First human trials test light & sound therapy for Alzheimer's disease
A new study published in the journal PLoS ONE has reported on the first human tests of an experimental therapy using sound and light to treat Alzheimer's disease (AD). The initial findings are promising, with the unique treatment leading to some neurological and cognitive improvements, but the small trial size means more study is needed before anyone can say this type of therapy works.
Over the last seven years, Li-Huei Tsai and colleagues at MIT's Picower Institute for Learning and Memory have been investigating an unusual hypothesis. The researchers found toxic proteins associated with Alzheimer's disease could be eliminated from mouse brains following exposure to flickering lights. Further research found the magic frequency was 40 Hz. When animals were exposed to both sound and light at that frequency, improvements in brain health were detected.
Of course, these kinds of animal tests don't mean much if they can't be replicated in humans, so after further investigations revealed how this sensory therapy could be affecting a mouse brain, the researchers started preliminary human experiments. Working with colleagues at Massachusetts General Hospital, two clinical trials set out to test the therapy in humans.

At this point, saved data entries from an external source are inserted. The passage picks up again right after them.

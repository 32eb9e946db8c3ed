//! Framework-agnostic ledger and aggregation logic.
//!
//! Callers supply the authenticated owner id; nothing here trusts an owner taken
//! from request input.

/// Aggregation engine: summaries, breakdowns, trends, balance history, budgets
pub mod aggregate;
/// Alert evaluator built on budget status and recurring bills
pub mod alerts;
/// Ledger store: transaction mutations with atomic balance adjustments
pub mod ledger;
/// Exact decimal money type
pub mod money;
/// Period tokens, date ranges and calendar buckets
pub mod period;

The first Phase 1 study recruited 43 participants to test whether this kind of light and sound exposure was safe, and did anything to the human brain. Each subject was monitored using EEG measures while experiencing a short exposure to what has been dubbed by the researchers as GENUS (Gamma ENtrainment Using Sensory stimulation).
This preliminary study comprised both healthy and cognitively impaired subjects, as well as participants with epilepsy in order to evaluate the seizure potential of the treatment. After a short exposure to the sensory stimulation, the researchers found a number of brain regions synchronize with the 40-Hz frequency.
"Our Phase 1 study demonstrated that 40-Hz GENUS using synchronized light and sound can effectively induce gamma entrainment across multiple brain regions in cognitively normal individuals, patients with medically intractable epilepsy, and in patients with mild AD dementia," the researchers write in the new study. "We are the first to show that GENUS light and sound stimulation entrains not only cortical sensory regions, but also distant cortical and subcortical regions such as the gyrus rectus, the amygdala, the hippocampus, and, in particular, the insula."
The second trial recruited 15 participants with early-stage Alzheimer's disease. Each participant was given a device to take home and use for around an hour a day. The device was essentially a small LED white board with an iPad in the middle and a soundbar underneath.
While watching videos on the iPad, the LED light panel on the white board would flicker at a rate of 40 Hz and the soundbar would play a 40-Hz tone. Half the cohort was randomized to a sham control condition, exposed to a constant white light and white noise.
Compliance was relatively high between both the GENUS and the sham groups, with participants completing the daily requirement of exposure around 90 percent of the time. After around three months of use the researchers could detect statistically significant differences between the two groups, both on brain imaging and memory tests.
"We found that, relative to the control group, the active group that had daily usage of 40Hz GENUS over three months had less brain atrophy and reduced loss of functional connectivity, improved markers of sleep, and improved performance on an associative memory task," the researchers explained in the study.
Tsai is cautious not to overstate these initial findings. It's early days for human studies, she noted, larger cohorts of patients are needed to better understand the impacts of this sensory stimulation and longer trials will hopefully establish more prominent beneficial effects.
“While we are also encouraged to see some significant positive effects on the brain and behavior, we are interpreting them cautiously, given our study’s small sample size and brief duration," added Tsai. "These results are not sufficient evidence of efficacy, but we believe they clearly support proceeding with more extensive study of 40-hertz sensory stimulation as a potential noninvasive therapeutic for Alzheimer’s disease.”
Tsai and colleague Ed Boyden have already founded a company called Cognito Therapeutics to conduct further clinical research on the technology. A larger clinical trial testing the sensory stimulation therapy in several hundred mild-to-moderate Alzheimer's patients is now underway. That trial will explore the effects of daily hour-long treatments for up to one year.
The new study was published in PLoS ONE.